Entering the Grasslands (TCA #5)

After our second night staying near Waterton, we woke early to hit the road for a long day of driving. Melanie researched coffee shops en route to the nearby city of Lethbridge where we planned to have breakfast, and we indulged ourselves with mochas and a cinnamon bun at a quirky cafe. I had seen on Google that the city had an interesting-looking train bridge which crossed a valley in the otherwise flat surroundings, and we stopped at a picnic area here to enjoy the coffees and have our breakfast. In person, the bridge was immense, and the picnic area allowed us to be right underneath it. Impressively, it is actually the longest trestle bridge in the world – a neat sight to see for a mostly random stop on our drive.

We were surprised to come across a 200-strong herd of goats and their shepherd while stopping by the bridge. As a local contractor to the city, the shepherd and his dog were moving the goats through the grasslands around the base of the bridge to reduce invasive weeds. We had a short conversation with the shepherd and learned that the goats actually preferred the weed species over native plants, but they could also be used to trim down the grass in an area depending on how long the shepherd held them there. It was fascinating to see his control over his dog, and how responsive the dog was to his voice commands at moving or maintaining the position of the goat herd.

Our drive to the western side of Grasslands National Park became increasingly bumpy as we travelled over gradually deteriorating roads. Mel drove after our short lunch break at Medicine Hat, and we transitioned from the main highway through Alberta to the back roads in Saskatchewan. Our camping spot for the night was at the trailhead of the 70-Mile Butte track. Both the spot and our arrival time was perfect – we arrived just before golden hour and so light on the short four kilometre hike was spectacular.

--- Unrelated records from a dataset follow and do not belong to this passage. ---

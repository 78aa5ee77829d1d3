//! Logging
//!
//! Routes `tracing` events to the browser console.

use std::str::FromStr;
use tracing::Level;

/// Install the console subscriber. Unknown level names fall back to INFO.
pub fn init_logging(level: &str) {
    let level = parse_level(level);

    #[cfg(target_arch = "wasm32")]
    tracing_wasm::set_as_global_default_with_config(
        tracing_wasm::WASMLayerConfigBuilder::new()
            .set_max_level(level)
            .build(),
    );

    tracing::debug!(%level, "logging initialized");
}

fn parse_level(level: &str) -> Level {
    Level::from_str(level.trim()).unwrap_or(Level::INFO)
}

On the hike we encountered a white-tailed jackrabbit and, with a big jump of surprise, a rattlesnake. We took some time looking at and photographing the rabbit, but not so much of the snake! The golden light from the setting sun really added a lot to the hike, and we spent a while savouring the view over different areas of the surrounding grasslands. Although the land appears to be flat all the way to the horizon, it actually has many small local elevation changes and can hide interesting features. One such feature we came across was a small grove of aspens, with their leaves making up a full palette of autumn colours. The contrast of the bright aspens with the golden grasses made the impact of these colours even greater. Perhaps a lingering effect of the wildfire smoke, the sun once again set above the horizon, fading to a dull red before disappearing altogether.

The namesake of 70-Mile Butte (pronounced as “beaut”, not “butt”, in case you were mistaken like me…) came from the location being 70 miles between two mounted police bases. I found it interesting to learn just how special the environment we hiked in actually is. From a distance, and to my untrained eye, the landscape seems virtually the same inside and outside the park boundaries. However, the land in the park is actually markedly different, in that it supports native grass and wildlife species that have otherwise been displaced by the huge agricultural lots that make up most of the rest of the province. The prairie grasslands can support a surprising amount of life, but there aren’t many places left where you can see them in their untainted state.

We quickly made a meal and ate as the sun set, and brought out our headlamps to clean up. Mel went to bed while I stayed outside a little longer to practice some night photography. It turned out to be probably the clearest night on our whole trip, and the new moon meant lots of stars were visible. One of my favourite shots was with the archway and gate in the park fence, and it was a great evening to finish off a busy day.